Sophie Kinsella délaisse pour un temps la superficialité et la drôlerie (certains diront le ridicule) de sa célèbre série L’accro du shopping pour donner vie à une ado située aux antipodes de la flamboyante Becky Bloomwood et de ses autres héroïnes. Audrey est une jeune fille qui souffre de troubles anxieux depuis plusieurs mois. Elle reste assez discrète sur les raisons de son mal-être. On comprend toutefois rapidement qu’elle a souffert de harcèlement scolaire. Les choses ont du aller loin car les trois jeunes filles responsables ont été renvoyées de leur établissement. Depuis les terribles évènements, Audrey vit recluse et ne quitte jamais sa paire de lunettes noires. Elle ne supporte pas le contact avec les autres, en particulier le contact visuel qu’elle trouve particulièrement oppressant. Elle vit en compagnie de sa mère (poule) et de son père (qui cultive une flegme et une force tranquille qui n’auraient, à mon avis, rien à envier à celles de Mr Bennet), de son frère aîné Frank, accro au jeux vidéos en ligne mais qui est aussi un garçon drôle et intelligent, et de son petit frère de 4 ans, Felix, une petite boule de nerfs rigolote, qui est le seul avec qui Audrey communique avec une parfaite aisance.

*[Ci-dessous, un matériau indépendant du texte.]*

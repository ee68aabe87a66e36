use anyhow::Result;
use chrono::{Local, Utc};
use clap::{ArgAction, Args, Parser, Subcommand};
use std::{
    io::{self, Write},
    path::{Path, PathBuf},
};
use tracing::warn;
use weather_core::{Config, SearchHistory, TemperatureUnit, WeatherLookup, WindSpeedUnit};

use crate::{
    configure, logging,
    present::{OutputFormat, render},
    tui,
};

/// Top-level CLI struct.
#[derive(Debug, Parser)]
#[command(name = "weather-tui", version, about = "Current weather for any place, in the terminal")]
pub struct Cli {
    #[command(subcommand)]
    pub command: Option<Command>,

    /// City name, "City, Country", postal code or "lat,lon".
    /// Starts the interactive UI when omitted.
    pub location: Option<String>,

    /// Print the report as JSON.
    #[arg(long, requires = "location")]
    pub json: bool,

    #[command(flatten)]
    pub global: GlobalOpts,
}

#[derive(Debug, Args)]
pub struct GlobalOpts {
    /// Read configuration from this file instead of the default location.
    #[arg(long, global = true, value_name = "PATH")]
    pub config: Option<PathBuf>,

    /// Temperature unit: celsius or fahrenheit.
    #[arg(long, global = true)]
    pub units: Option<TemperatureUnit>,

    /// Wind speed unit: kmh, ms, mph or kn.
    #[arg(long, global = true)]
    pub wind: Option<WindSpeedUnit>,

    /// Request timeout in seconds.
    #[arg(long, global = true, value_name = "SECS")]
    pub timeout: Option<u64>,

    /// More log output on stderr (-v info, -vv debug).
    #[arg(short, long, global = true, action = ArgAction::Count)]
    pub verbose: u8,
}

impl GlobalOpts {
    fn load_config(&self, path: &Path) -> Result<Config> {
        let mut config = Config::load_from(path)?;
        self.apply(&mut config);
        config.validate()?;
        Ok(config)
    }

    /// Command-line flags win over the config file.
    fn apply(&self, config: &mut Config) {
        if let Some(units) = self.units {
            config.units.temperature = units;
        }
        if let Some(wind) = self.wind {
            config.units.wind_speed = wind;
        }
        if let Some(timeout) = self.timeout {
            config.provider.timeout_secs = timeout;
        }
    }
}

#[derive(Debug, Subcommand)]
pub enum Command {
    /// Show the current weather for a location and exit.
    Show {
        location: String,

        /// Print the report as JSON.
        #[arg(long)]
        json: bool,
    },

    /// Open the interactive search UI.
    Tui,

    /// List past searches.
    History {
        /// Forget all past searches.
        #[arg(long)]
        clear: bool,
    },

    /// Interactively edit the configuration file.
    Configure,
}

impl Cli {
    pub async fn run(self) -> Result<()> {
        let command = match (self.command, self.location) {
            (Some(command), _) => command,
            (None, Some(location)) => Command::Show { location, json: self.json },
            (None, None) => Command::Tui,
        };

        // Log lines on stderr would tear up the alternate screen.
        if !matches!(command, Command::Tui) {
            logging::init(self.global.verbose)?;
        }

        let config_path = match &self.global.config {
            Some(path) => path.clone(),
            None => Config::config_file_path()?,
        };
        let config = match self.global.load_config(&config_path) {
            Ok(config) => config,
            // `configure` is how a broken file gets repaired.
            Err(err) if matches!(command, Command::Configure) => {
                warn!("starting from default settings: {err:#}");
                let mut config = Config::default();
                self.global.apply(&mut config);
                config
            }
            Err(err) => return Err(err),
        };

        match command {
            Command::Show { location, json } => {
                let format = if json { OutputFormat::Json } else { OutputFormat::Text };
                show(&config, &location, format).await
            }
            Command::Tui => tui::run(config).await,
            Command::History { clear } => history(&config, clear),
            Command::Configure => configure::run(&config, &config_path),
        }
    }
}

async fn show(config: &Config, location: &str, format: OutputFormat) -> Result<()> {
    let lookup = WeatherLookup::from_config(config)?;
    let report = lookup.lookup(location).await?;

    render(&mut io::stdout().lock(), &report, format)?;

    if config.history.enabled {
        record_history(config, location);
    }
    Ok(())
}

/// Failing to remember a search never fails the lookup itself.
fn record_history(config: &Config, query: &str) {
    let path = match config.history_file_path() {
        Ok(path) => path,
        Err(err) => {
            warn!("search history unavailable: {err:#}");
            return;
        }
    };

    let mut history = SearchHistory::load_or_empty(path, config.history.max_entries);
    history.record(query, Utc::now());
    if let Err(err) = history.save() {
        warn!("failed to save search history: {err:#}");
    }
}

fn history(config: &Config, clear: bool) -> Result<()> {
    let mut history =
        SearchHistory::load_or_empty(config.history_file_path()?, config.history.max_entries);

    let mut out = io::stdout().lock();
    if clear {
        history.clear();
        history.save()?;
        writeln!(out, "Search history cleared.")?;
        return Ok(());
    }

    print_history(&mut out, &history)?;
    Ok(())
}

fn print_history<W: Write>(out: &mut W, history: &SearchHistory) -> io::Result<()> {
    if history.is_empty() {
        writeln!(out, "No searches yet.")?;
    }
    for entry in history.entries() {
        let when = entry.searched_at.with_timezone(&Local);
        writeln!(out, "{}  {}", when.format("%Y-%m-%d %H:%M"), entry.query)?;
    }
    out.flush()
}
//! Human-friendly and JSON rendering of a weather [`Report`].

use std::io::Write;
use weather_core::{Report, WeatherError};

const LABEL_WIDTH: usize = 15;

#[derive(Debug, Clone, Copy, PartialEq, Eq, Default)]
pub enum OutputFormat {
    #[default]
    Text,
    Json,
}

/// The report as `(label, value)` rows, shared by the text output and the TUI.
pub fn report_lines(report: &Report) -> Vec<(&'static str, String)> {
    let w = &report.weather;
    vec![
        ("Location", report.location.display_name()),
        ("Observed", w.local_observed_at().format("%Y-%m-%d %H:%M (UTC%:z)").to_string()),
        ("Condition", w.condition.description().to_string()),
        ("Temperature", format!("{:.1}{}", w.temperature, w.units.temperature)),
        ("Feels like", format!("{:.1}{}", w.apparent_temperature, w.units.temperature)),
        ("Humidity", format!("{}%", w.humidity_pct)),
        ("Wind Speed", format!("{:.1} {}", w.wind_speed, w.units.wind_speed)),
        ("Pressure", format!("{:.1} {}", w.pressure, w.units.pressure)),
        ("Precipitation", format!("{:.1} {}", w.precipitation, w.units.precipitation)),
    ]
}

/// Write `report` to `out`. Any write failure is a [`WeatherError::Render`].
pub fn render<W: Write>(out: &mut W, report: &Report, format: OutputFormat) -> Result<(), WeatherError> {
    match format {
        OutputFormat::Text => {
            for (label, value) in report_lines(report) {
                writeln!(out, "{:<width$}{value}", format!("{label}:"), width = LABEL_WIDTH)?;
            }
        }
        OutputFormat::Json => {
            serde_json::to_writer_pretty(&mut *out, report).map_err(std::io::Error::from)?;
            writeln!(out)?;
        }
    }
    out.flush()?;
    Ok(())
}

#[cfg(test)]
pub(crate) mod tests {
    use super::*;
    use chrono::DateTime;
    use std::io;
    use weather_core::{GeoMatch, Location, ReportedUnits, WeatherCondition, WeatherRecord};

    pub(crate) fn sample_report() -> Report {
        let location = Location::from_match(
            "Lisbon",
            GeoMatch {
                name: "Lisbon".into(),
                latitude: 38.72,
                longitude: -9.13,
                country: Some("Portugal".into()),
                country_code: Some("PT".into()),
                admin1: Some("Lisbon".into()),
                timezone: Some("Europe/Lisbon".into()),
            },
        );
        let weather = WeatherRecord {
            observed_at: DateTime::from_timestamp(1_714_564_800, 0).unwrap(),
            utc_offset_seconds: 3600,
            temperature: 19.46,
            apparent_temperature: 18.0,
            condition: WeatherCondition(61),
            wind_speed: 14.25,
            humidity_pct: 77,
            pressure: 1011.0,
            precipitation: 0.4,
            units: ReportedUnits {
                temperature: "°C".into(),
                wind_speed: "km/h".into(),
                pressure: "hPa".into(),
                precipitation: "mm".into(),
            },
        };
        Report { location, weather }
    }

    struct BrokenPipe;

    impl Write for BrokenPipe {
        fn write(&mut self, _buf: &[u8]) -> io::Result<usize> {
            Err(io::Error::new(io::ErrorKind::BrokenPipe, "closed"))
        }

        fn flush(&mut self) -> io::Result<()> {
            Ok(())
        }
    }

    #[test]
    fn text_contains_temperature_and_condition() {
        let mut out = Vec::new();
        render(&mut out, &sample_report(), OutputFormat::Text).unwrap();
        let text = String::from_utf8(out).unwrap();

        assert!(text.contains("19.5°C"), "{text}");
        assert!(text.contains("Rain"), "{text}");
        assert!(text.contains("Location:      Lisbon (Portugal)"), "{text}");
        assert!(text.contains("2024-05-01 13:00 (UTC+01:00)"), "{text}");
        assert!(text.contains("Wind Speed:    14.2 km/h") || text.contains("Wind Speed:    14.3 km/h"));
        assert_eq!(text.lines().count(), 9);
    }

    #[test]
    fn json_output_is_machine_readable() {
        let mut out = Vec::new();
        render(&mut out, &sample_report(), OutputFormat::Json).unwrap();
        let value: serde_json::Value = serde_json::from_slice(&out).unwrap();

        assert_eq!(value["weather"]["temperature"], 19.46);
        assert_eq!(value["weather"]["condition"]["description"], "Rain");
        assert_eq!(value["location"]["country"], "Portugal");
    }

    #[test]
    fn write_failure_is_render_error() {
        let err = render(&mut BrokenPipe, &sample_report(), OutputFormat::Text).unwrap_err();
        assert!(matches!(err, WeatherError::Render(_)));
    }
}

Audrey interagit comme elle peut avec les membres de sa famille mais peine à vivre normalement avec son manque de confiance en elle et un sentiment ce culpabilité qui ne la quitte jamais (sa mère a arrêté de travailler pour rester avec elle). La personnalité généreuse, passionnée et un peu angoissée de celle-ci fait parfois des étincelles, surtout lorsqu’elle décide d’interdire à son fils Frank l’accès à son ordinateur. Frank n’a de cesse d’user de toutes sortes de stratagèmes pour tromper son petit monde, au grand désarroi de sa mère mais pour le plus grand plaisir du lecteur qui rit de ses facéties. On s’amuse des petites frasques de cette famille haute en couleurs, qui fait preuve parfois de maladresse mais aussi de beaucoup de tendresse pour venir en aide à Audrey.
Et il y aussi Linus, « le copain de jeux videos » de Frank, un drôle de garçon qui s’intéressera à Audrey et l’aidera peu à peu à sortir de sa coquille, en lui proposant un nouveau moyen de communication. Linus a interprété Atticus Finch, le héros de Ne tirez pas sur l’oiseau moqueur, dans une pièce de théâtre à l’école, et depuis, il a une sorte d’aura qui ne laisse pas Audrey insensible. Leur relation est très joliment décrite, car elle est avant tout faite d’échanges.
Sophie Kinsella livre un récit rythmé, inspiré, et très drôle. Il est empreint d’une certaine gravité bien sûr, mais toujours adoucie ou désamorcée par son style alerte, et la sensibilité et la fantaisie de ses héros. C’est vraiment une jolie réussite
Je rêve d’en voir une adaptation maintenant !

A noter que l’édition anglaise comprend 2 marque-pages : 1 à garder et 1 à partager. Je trouve l’idée plutôt sympa.